Description of the task. Copy every line of the data that contains the string "followers".
#### Records provided
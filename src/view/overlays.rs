//! Overlay rendering (player, search, detail screens, help popup, notices)

use ratatui::{
    layout::{Alignment, Constraint, Direction, Layout, Rect},
    style::{Modifier, Style},
    text::{Line, Span},
    widgets::{Block, Borders, Clear, ListItem, Padding, Paragraph, Wrap},
    Frame,
};

use crate::model::{AppModel, Detail, Track};
use super::progress::progress_gauge;
use super::theme::{gradient_color, Palette};
use super::utils::{centered_rect, format_count, render_scrollable_list, truncate_string};

fn track_rows<'a>(model: &AppModel, tracks: &[Track], selected: usize, width: usize, palette: &Palette) -> Vec<ListItem<'a>> {
    let title_width = width.saturating_sub(42).max(10);
    tracks
        .iter()
        .enumerate()
        .map(|(i, track)| {
            let playing = model
                .playback
                .current_track()
                .is_some_and(|t| t.id == track.id);
            let marker = if playing { "▶" } else { " " };
            let likes = track.likes.as_deref().map(|l| format!("♥ {}", l)).unwrap_or_default();
            let text = format!(
                " {} {:>2}  {} {:<18} {:>6} {:>7}",
                marker,
                i + 1,
                truncate_string(&track.title, title_width),
                truncate_string(&track.artist, 18),
                track.duration,
                likes
            );
            ListItem::new(text).style(palette.row(i == selected))
        })
        .collect()
}

pub fn render_player(frame: &mut Frame, model: &AppModel, palette: &Palette) {
    let Some(track) = model.playback.current_track() else {
        return;
    };
    let area = frame.area();
    frame.render_widget(Clear, area);

    let block = Block::default()
        .borders(Borders::ALL)
        .border_style(palette.border(true))
        .title(" NOW PLAYING ")
        .title_style(palette.title())
        .title_bottom(Line::from(" Space play/pause · l like · Esc close ").right_aligned())
        .style(Style::default().bg(palette.background));
    let inner = block.inner(area);
    frame.render_widget(block, area);

    let chunks = Layout::default()
        .direction(Direction::Vertical)
        .margin(1)
        .constraints([
            Constraint::Min(3),    // Artwork / visualizer
            Constraint::Length(3), // Title + artist
            Constraint::Length(1), // Progress
            Constraint::Length(2), // Controls
            Constraint::Length(1), // Background hint
        ])
        .split(inner);

    let artwork = if model.playback.is_playing() {
        "▂ ▅ ▃ ▇ ▄"
    } else {
        "▁ ▁ ▁ ▁ ▁"
    };
    frame.render_widget(
        Paragraph::new(vec![
            Line::from(Span::styled(artwork, Style::default().fg(palette.accent_alt))),
            Line::from(Span::styled(track.image_url.clone(), Style::default().fg(palette.muted))),
        ])
        .alignment(Alignment::Center),
        chunks[0],
    );

    let liked = model.playback.is_liked(&track.id);
    let heart = if liked {
        Span::styled("♥", Style::default().fg(palette.danger))
    } else {
        Span::styled("♡", Style::default().fg(palette.muted))
    };
    frame.render_widget(
        Paragraph::new(vec![
            Line::from(vec![
                Span::styled(track.title.clone(), palette.title()),
                Span::raw("  "),
                heart,
            ]),
            Line::from(Span::styled(track.artist.clone(), Style::default().fg(palette.muted))),
        ]),
        chunks[1],
    );

    frame.render_widget(progress_gauge(&model.playback, &track.duration, palette), chunks[2]);

    let toggle = if model.playback.is_playing() { "⏸" } else { "▶" };
    frame.render_widget(
        Paragraph::new(Line::from(vec![
            Span::styled("⏮    ", Style::default().fg(palette.muted)),
            Span::styled(toggle, palette.title().add_modifier(Modifier::BOLD)),
            Span::styled("    ⏭", Style::default().fg(palette.muted)),
        ]))
        .alignment(Alignment::Center),
        chunks[3],
    );

    frame.render_widget(
        Paragraph::new("● Playing in background enabled")
            .alignment(Alignment::Center)
            .style(Style::default().fg(palette.accent)),
        chunks[4],
    );
}

pub fn render_search(frame: &mut Frame, model: &AppModel, palette: &Palette) {
    let area = frame.area();
    frame.render_widget(Clear, area);

    let chunks = Layout::default()
        .direction(Direction::Vertical)
        .constraints([
            Constraint::Length(3), // Query input
            Constraint::Length(5), // Popular, categories, artists
            Constraint::Min(0),    // Results
        ])
        .split(area);

    let query_text = if model.ui.search_query.is_empty() {
        Span::styled("Search...", Style::default().fg(palette.muted))
    } else {
        Span::styled(model.ui.search_query.clone(), Style::default().fg(palette.text))
    };
    frame.render_widget(
        Paragraph::new(Line::from(query_text)).block(
            Block::default()
                .borders(Borders::ALL)
                .title(" Search (Esc to close) ")
                .title_style(palette.title())
                .padding(Padding::horizontal(1))
                .border_style(palette.border(true)),
        ),
        chunks[0],
    );

    let suggestions = vec![
        Line::from(vec![
            Span::styled("Popular now: ", Style::default().fg(palette.muted)),
            Span::raw(model.catalog.popular_searches.join(" · ")),
        ]),
        Line::from(vec![
            Span::styled("Categories: ", Style::default().fg(palette.muted)),
            Span::raw(model.catalog.search_categories.join(" · ")),
        ]),
        suggested_artists_line(model, palette),
    ];
    frame.render_widget(
        Paragraph::new(suggestions)
            .wrap(Wrap { trim: true })
            .block(Block::default().padding(Padding::horizontal(1))),
        chunks[1],
    );

    let results = model.search_results();
    let title = if model.ui.search_query.trim().is_empty() {
        " Trending ".to_string()
    } else {
        format!(" {} results ", results.len())
    };
    let block = Block::default()
        .borders(Borders::ALL)
        .title(title)
        .border_style(palette.border(false));
    if results.is_empty() {
        frame.render_widget(
            Paragraph::new("No matches")
                .alignment(Alignment::Center)
                .style(Style::default().fg(palette.muted))
                .block(block),
            chunks[2],
        );
    } else {
        let width = chunks[2].width.saturating_sub(4) as usize;
        let rows = track_rows(model, &results, model.ui.search_selected, width, palette);
        render_scrollable_list(frame, chunks[2], rows, model.ui.search_selected, block);
    }
}

fn suggested_artists_line<'a>(model: &AppModel, palette: &Palette) -> Line<'a> {
    let mut spans = vec![Span::styled("You might like: ", Style::default().fg(palette.muted))];
    for (i, artist) in model.catalog.suggested_artists.iter().enumerate() {
        if i > 0 {
            spans.push(Span::raw(" · "));
        }
        spans.push(Span::styled(artist.name.clone(), Style::default().fg(gradient_color(&artist.gradient))));
        if let Some(viewers) = &artist.viewers {
            spans.push(Span::styled(format!(" ({})", viewers), Style::default().fg(palette.muted)));
        }
    }
    Line::from(spans)
}

pub fn render_detail(frame: &mut Frame, model: &AppModel, detail: &Detail, palette: &Palette) {
    let area = frame.area();
    frame.render_widget(Clear, area);

    let chunks = Layout::default()
        .direction(Direction::Vertical)
        .constraints([Constraint::Length(7), Constraint::Min(0)])
        .split(area);

    let tracks = model.detail_tracks();

    let (header, accent) = match detail {
        Detail::Playlist(id) => {
            let category = model.catalog.category(id);
            let name = category.map(|c| c.name.clone()).unwrap_or_else(|| "Playlist".to_string());
            let accent = category.map(|c| gradient_color(&c.gradient)).unwrap_or(palette.accent);
            let count = category.map(|c| c.track_count).unwrap_or(0);
            (
                vec![
                    Line::from(Span::styled(name, Style::default().fg(accent).add_modifier(Modifier::BOLD))),
                    Line::from(Span::styled(format!("Playlist · {} tracks", count), Style::default().fg(palette.muted))),
                    Line::from(""),
                    Line::from(Span::styled("Enter play · Esc back", Style::default().fg(palette.muted))),
                ],
                accent,
            )
        }
        Detail::Creator(id) => match model.catalog.creator(id) {
            Some(creator) => (
                vec![
                    Line::from(vec![
                        Span::styled(creator.name.clone(), palette.title()),
                        Span::styled(" ✔", Style::default().fg(palette.accent_alt)),
                        Span::styled(
                            creator
                                .viewers
                                .as_ref()
                                .map(|v| format!("  ● {} live", v))
                                .unwrap_or_default(),
                            Style::default().fg(palette.danger),
                        ),
                    ]),
                    Line::from(Span::styled(creator.handle.clone(), Style::default().fg(palette.muted))),
                    Line::from(creator.bio.clone()),
                    Line::from(format!(
                        "{} followers · {} following · {}",
                        creator.followers,
                        creator.following,
                        creator.tags.join(", ")
                    )),
                    Line::from(Span::styled(
                        format!(
                            "Library {} · Total: {} plays",
                            tracks.len(),
                            format_count(tracks.iter().filter_map(|t| t.plays).sum())
                        ),
                        Style::default().fg(palette.muted),
                    )),
                ],
                gradient_color(&creator.gradient),
            ),
            None => (vec![Line::from("Unknown creator")], palette.accent),
        },
    };

    frame.render_widget(
        Paragraph::new(header).wrap(Wrap { trim: true }).block(
            Block::default()
                .borders(Borders::ALL)
                .padding(Padding::horizontal(1))
                .border_style(Style::default().fg(accent))
                .style(Style::default().bg(palette.background)),
        ),
        chunks[0],
    );

    let width = chunks[1].width.saturating_sub(4) as usize;
    let rows = track_rows(model, &tracks, model.ui.detail_selected, width, palette);
    let block = Block::default()
        .borders(Borders::ALL)
        .title(" Tracks ")
        .border_style(palette.border(true))
        .style(Style::default().bg(palette.background));
    render_scrollable_list(frame, chunks[1], rows, model.ui.detail_selected, block);
}

pub fn render_notice(frame: &mut Frame, message: &str, palette: &Palette) {
    let area = frame.area();
    let width = (message.chars().count() as u16 + 4).min(area.width);
    let popup_area = Rect {
        x: area.width.saturating_sub(width) / 2,
        y: area.height.saturating_sub(4),
        width,
        height: 3.min(area.height),
    };
    frame.render_widget(Clear, popup_area);
    frame.render_widget(
        Paragraph::new(message.to_string())
            .style(Style::default().fg(palette.text))
            .block(
                Block::default()
                    .borders(Borders::ALL)
                    .border_style(Style::default().fg(palette.accent))
                    .style(Style::default().bg(palette.background)),
            ),
        popup_area,
    );
}

pub fn render_help_popup(frame: &mut Frame, palette: &Palette) {
    let keybindings = vec![
        ("", "── Navigation ──"),
        ("Tab / Shift+Tab", "Cycle tabs"),
        ("1-4", "Jump to tab"),
        ("↑ / ↓", "Move selection"),
        ("← / →", "Library section"),
        ("Enter", "Play / Open"),
        ("/", "Search"),
        ("P", "Creator profile"),
        ("Esc / Backspace", "Close overlay"),
        ("", ""),
        ("", "── Playback ──"),
        ("Space", "Play / Pause"),
        ("M", "Expand mini-player"),
        ("L", "Like (in player)"),
        ("", ""),
        ("", "── General ──"),
        ("H / ?", "Toggle this help"),
        ("Q", "Quit"),
    ];

    let popup_area = centered_rect(frame.area(), 50, keybindings.len() as u16 + 2);
    frame.render_widget(Clear, popup_area);

    let lines: Vec<Line> = keybindings
        .iter()
        .map(|(key, desc)| {
            if key.is_empty() {
                Line::from(Span::styled(
                    format!("{:^44}", desc),
                    palette.title(),
                ))
            } else {
                Line::from(vec![
                    Span::styled(
                        format!("{:>18}", key),
                        Style::default().fg(palette.accent_alt).add_modifier(Modifier::BOLD),
                    ),
                    Span::raw("  "),
                    Span::styled(desc.to_string(), Style::default().fg(palette.text)),
                ])
            }
        })
        .collect();

    let help_text = Paragraph::new(lines).block(
        Block::default()
            .borders(Borders::ALL)
            .border_style(palette.border(true))
            .title(" Help (H or Esc to close) ")
            .title_style(palette.title())
            .style(Style::default().bg(palette.background)),
    );

    frame.render_widget(help_text, popup_area);
}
########
Your solution.
                        "{} followers · {} following · {}",
                        creator.followers,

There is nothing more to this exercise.